Cerita Berobat ke Puskesmas


Dua pekan ini dari semenjak bapak pupus, sebagian tubuhku terasa gatal-gatal. Gatal yang timbul akibat apa, aku gak tahu. Mungkin perubahan cuaca atau jorok dalam berbusana.

Aku coba beli salep ke apotik, semoga aja mengurangi rasa gatal. Berkurang sih rasa gatalnya tapi intensitasnya belum normal, di waktu malam saya harus "main gitar" sendiri. Hal itu cukup mengganggu jadwal bobo saya juga kepercayaan diri saya kalau siangnya.

Oleh karenanya kemarin saya berobat ke Puskesmas Cadasari. Di sana saya berobat. Saya punya alasan kenapa harus ke Puskesmas Cadasari. Padahal secara domisili saya masuk ke wilayah Koroncong, harusnya ke Puskemas Bangkonol atau Karang Tanjung.

Entah kedua Puskesmas itu kurang memuaskan pelayanannya. Obatnya pun tersa kurang cocok. Saya juga engga tahu kenapa.

"Apa punya alergi," tanya dokter saat memeriksa. Sambil menuliskan data diri saya ke komputer.

"Setahu saya sih, engga dok," jawab saya. "Apa ini efek perubahan cuaca ya?" Tanya saya balik.

Dokter itu menjawab tapi saya lupa apa. Intinya, kemungkinan alergi ikan. Mungkin ada benarnya, minggu kemarin saya banyak makan ikan tongkol. Ikan itu terkenal ganas pada yang alergi. Entahlah, mungkin benar.

Di Puskesmas itu, aku pun bertemu bapak setengah baya. Meski usianya tidak lagi muda, yang satu sudah 54 tahun dan yang kedua 58 tahun tapi masih terlihat bugar. 

Bapak 58 tahun asal Kadu Gajah, guru di salah satu SD di Maja, Pandeglang. Dua tahun lagi purna tugas. Ototnya masih kuat dan ngomongnya masih heboh. Ditambah murah senyum. Ia mengantar anak gadisnya yang sakit, entah apa, saya lupa. Kami ngobrol, ya ala kadar sih.

Bapak 54 tahun itu, lagi periksa gusinya yang kurang sehat. Beliau semangat sekali hadir dari jam 06 pagi, paling awal di sana. Saking awalnya sampai harus menunggu. Beliau mantan orang proyek. Sudah malang melintang ke berbagai wilayah Indonesia. Sebut misalnya Batam, Medan dan yang beliau tolak katanya hanya Kalimantan. 
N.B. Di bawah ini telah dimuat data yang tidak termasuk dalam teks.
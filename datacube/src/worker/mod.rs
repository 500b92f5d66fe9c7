//! The worker side of a chunk invocation.
//!
//! Every backend ends up in a [`WorkerHandler`]: locally it is called
//! directly, the process backend reaches it through [`run_stdio`], the HTTP
//! backend through [`server::router`].
//!
//! ```text
//!   ChunkRequest ──► open ArrayTarget (ZarrChunkWriter)
//!                        │
//!                        ▼
//!                 ChunkProcessor::process ──► ChunkResult | ProcessError
//! ```

pub mod server;

use std::sync::Arc;

use thiserror::Error;
use tokio::io::{AsyncReadExt, AsyncWriteExt};
use tracing::{debug, info};

use crate::catalog::{
    SceneCatalog, StacCatalog, DEFAULT_CATALOG_URL, DEFAULT_COLLECTION, DEFAULT_SEARCH_LIMIT,
};
use crate::composite::MaskSettings;
use crate::executor::{ChunkHandler, ChunkRequest, InvocationResponse};
use crate::http::{AsyncReqwestClient, HttpError, DEFAULT_HTTP_TIMEOUT_SECS};
use crate::jobs::ChunkResult;
use crate::loader::{GeoTiffLoader, SceneLoader, DEFAULT_IO_CONCURRENCY, DEFAULT_MAX_WINDOW_BYTES};
use crate::processor::{ChunkProcessor, ProcessError, WorkerEnvironment};
use crate::storage::ZarrChunkWriter;

pub use server::{router, serve};

/// Errors of the worker entry points, outside of chunk processing itself.
#[derive(Debug, Error)]
pub enum WorkerError {
    #[error("I/O error: {0}")]
    Io(#[from] std::io::Error),

    #[error("invalid chunk request: {0}")]
    Request(#[from] serde_json::Error),

    #[error(transparent)]
    Http(#[from] HttpError),
}

/// Everything a worker needs to build its processor.
#[derive(Debug, Clone, PartialEq)]
pub struct ProcessorSettings {
    pub catalog_url: String,
    pub collection: String,
    pub search_limit: usize,
    pub io_concurrency: usize,
    pub max_window_bytes: usize,
    pub http_timeout_secs: u64,
    pub mask: MaskSettings,
    pub environment: WorkerEnvironment,
}

impl Default for ProcessorSettings {
    fn default() -> Self {
        Self {
            catalog_url: DEFAULT_CATALOG_URL.to_string(),
            collection: DEFAULT_COLLECTION.to_string(),
            search_limit: DEFAULT_SEARCH_LIMIT,
            io_concurrency: DEFAULT_IO_CONCURRENCY,
            max_window_bytes: DEFAULT_MAX_WINDOW_BYTES,
            http_timeout_secs: DEFAULT_HTTP_TIMEOUT_SECS,
            mask: MaskSettings::default(),
            environment: WorkerEnvironment::default(),
        }
    }
}

/// The STAC + GeoTIFF handler used in production.
pub type StacWorkerHandler =
    WorkerHandler<StacCatalog<AsyncReqwestClient>, GeoTiffLoader<AsyncReqwestClient>>;

/// [`ChunkHandler`] that opens the request's target and runs the processor.
pub struct WorkerHandler<S: SceneCatalog, L: SceneLoader> {
    processor: ChunkProcessor<S, L>,
}

impl StacWorkerHandler {
    pub fn from_settings(settings: &ProcessorSettings) -> Result<Self, WorkerError> {
        let client = AsyncReqwestClient::with_timeout(settings.http_timeout_secs)?;
        let catalog = StacCatalog::new(
            client.clone(),
            settings.catalog_url.clone(),
            settings.collection.clone(),
        )
        .with_limit(settings.search_limit);
        let loader = GeoTiffLoader::new(client)
            .with_io_concurrency(settings.io_concurrency)
            .with_max_window_bytes(settings.max_window_bytes);
        let processor = ChunkProcessor::new(catalog, loader)
            .with_mask(settings.mask.clone())
            .with_environment(settings.environment.clone());
        Ok(Self::new(processor))
    }
}

impl<S: SceneCatalog, L: SceneLoader> WorkerHandler<S, L> {
    pub fn new(processor: ChunkProcessor<S, L>) -> Self {
        Self { processor }
    }
}

impl<S: SceneCatalog + 'static, L: SceneLoader + 'static> ChunkHandler for WorkerHandler<S, L> {
    async fn handle(&self, request: ChunkRequest) -> Result<ChunkResult, ProcessError> {
        if request.debug {
            debug!(job = %request.job, target = %request.target, "Handling chunk request");
        }
        let target = request.target.clone();
        let writer = tokio::task::spawn_blocking(move || ZarrChunkWriter::open(&target))
            .await
            .map_err(|e| ProcessError::Task(e.to_string()))??;
        self.processor.process(&request.job, Arc::new(writer)).await
    }
}

/// Reads one JSON request from stdin, handles it, and writes one
/// [`InvocationResponse`] line to stdout.
pub async fn run_stdio<H: ChunkHandler>(handler: &H) -> Result<InvocationResponse, WorkerError> {
    let mut input = Vec::new();
    tokio::io::stdin().read_to_end(&mut input).await?;
    let response = handle_bytes(handler, &input).await;

    let mut line = serde_json::to_vec(&response)?;
    line.push(b'\n');
    let mut stdout = tokio::io::stdout();
    stdout.write_all(&line).await?;
    stdout.flush().await?;
    Ok(response)
}

/// Decodes and handles one request; decoding errors become error responses.
pub async fn handle_bytes<H: ChunkHandler>(handler: &H, input: &[u8]) -> InvocationResponse {
    match serde_json::from_slice::<ChunkRequest>(input) {
        Ok(request) => {
            let job = request.job.to_string();
            let response = InvocationResponse::from(handler.handle(request).await);
            info!(job = %job, ok = matches!(response, InvocationResponse::Ok(_)), "Chunk request handled");
            response
        }
        Err(e) => InvocationResponse::Error(WorkerError::Request(e).to_string()),
    }
}

#[cfg(test)]
mod tests {
    use super::*;
    use crate::grid::{CubeConfig, Extent, Period, TileIndex};
    use crate::jobs::ChunkJob;
    use crate::processor::tests::{scene, ConstantLoader, FixedCatalog};
    use crate::storage::{write_schema, ArrayTarget};
    use chrono::NaiveDate;

    fn config() -> CubeConfig {
        CubeConfig::new(
            NaiveDate::from_ymd_opt(2021, 1, 1).unwrap(),
            NaiveDate::from_ymd_opt(2021, 1, 1).unwrap(),
            Extent::new(0.0, 0.0, 1.0, 1.0),
        )
        .with_resolution(0.25)
        .with_chunk_size(2)
    }

    fn request(root: &std::path::Path) -> ChunkRequest {
        ChunkRequest {
            job: ChunkJob::new(Arc::new(config()), TileIndex::new(0, 1), Period::new(2021, 1)),
            target: ArrayTarget::new(root, "rgb_median"),
            debug: true,
        }
    }

    fn handler(value: u16) -> WorkerHandler<FixedCatalog, ConstantLoader> {
        WorkerHandler::new(ChunkProcessor::new(
            FixedCatalog(vec![scene("a", 2)]),
            ConstantLoader(value),
        ))
    }

    #[test]
    fn test_default_settings() {
        let settings = ProcessorSettings::default();
        assert_eq!(settings.catalog_url, DEFAULT_CATALOG_URL);
        assert_eq!(settings.collection, DEFAULT_COLLECTION);
        assert!(StacWorkerHandler::from_settings(&settings).is_ok());
    }

    #[tokio::test]
    async fn test_handler_writes_into_target() {
        let dir = tempfile::TempDir::new().unwrap();
        write_schema(dir.path(), &config()).unwrap();
        let request = request(dir.path());
        let region = request.job.write_region();

        let result = handler(77).handle(request.clone()).await.unwrap();
        assert!(result.success);

        let reader = ZarrChunkWriter::open(&request.target).unwrap();
        assert_eq!(reader.read_region(&region).unwrap(), vec![77; 12]);
    }

    #[tokio::test]
    async fn test_handler_requires_existing_array() {
        let dir = tempfile::TempDir::new().unwrap();
        let outcome = handler(1).handle(request(dir.path())).await;
        assert!(matches!(outcome, Err(ProcessError::Storage(_))));
    }

    #[tokio::test]
    async fn test_handle_bytes_reports_bad_json() {
        let response = handle_bytes(&handler(1), b"not json").await;
        match response {
            InvocationResponse::Error(message) => assert!(message.contains("invalid chunk request")),
            other => panic!("unexpected {other:?}"),
        }
    }
}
Saat saya konfirmasi kenapa, katanya ada konflik, entah saya lupa kelanjutannya. Meski di usia senja, beliau masih olahraga berat. Agak kaget saya, apa olahraga berat itu. Ternyata, badminton sama Volly. Pengen ketawa takut dibilang gak sopan, ya sudah mesem saja.

Ketika antri ambil obat di apotek Puskesmas obrolan makin intens. Sempat tuker nomor juga dua bapak itu, saya sih cuma lihatin. Saya gak punya kepentingan, pura-pura polos saja. Walaupun saya ditawarin bapak setengah baya itu, iya namanya Bapak Bedi, tinggal di komplek Baros. Dekat kampus kebidanan Salsabila.

Saya tahu tempat itu karena sering singgahi kalau mau ke Rumah Dunia. Lagi-lagi saya hanya bisa senyum. Saya termasuk orang introver, sepentingnya saja. Kalau memang keadaan mengharuskan saya ke sana, ya saya bakal singgah. Kalau tidak, ya sudah. Bapak itu mengingatkan pada allahu yarham bapak, usianya tidak jauh, Sekilas postur tubuhnya mirip.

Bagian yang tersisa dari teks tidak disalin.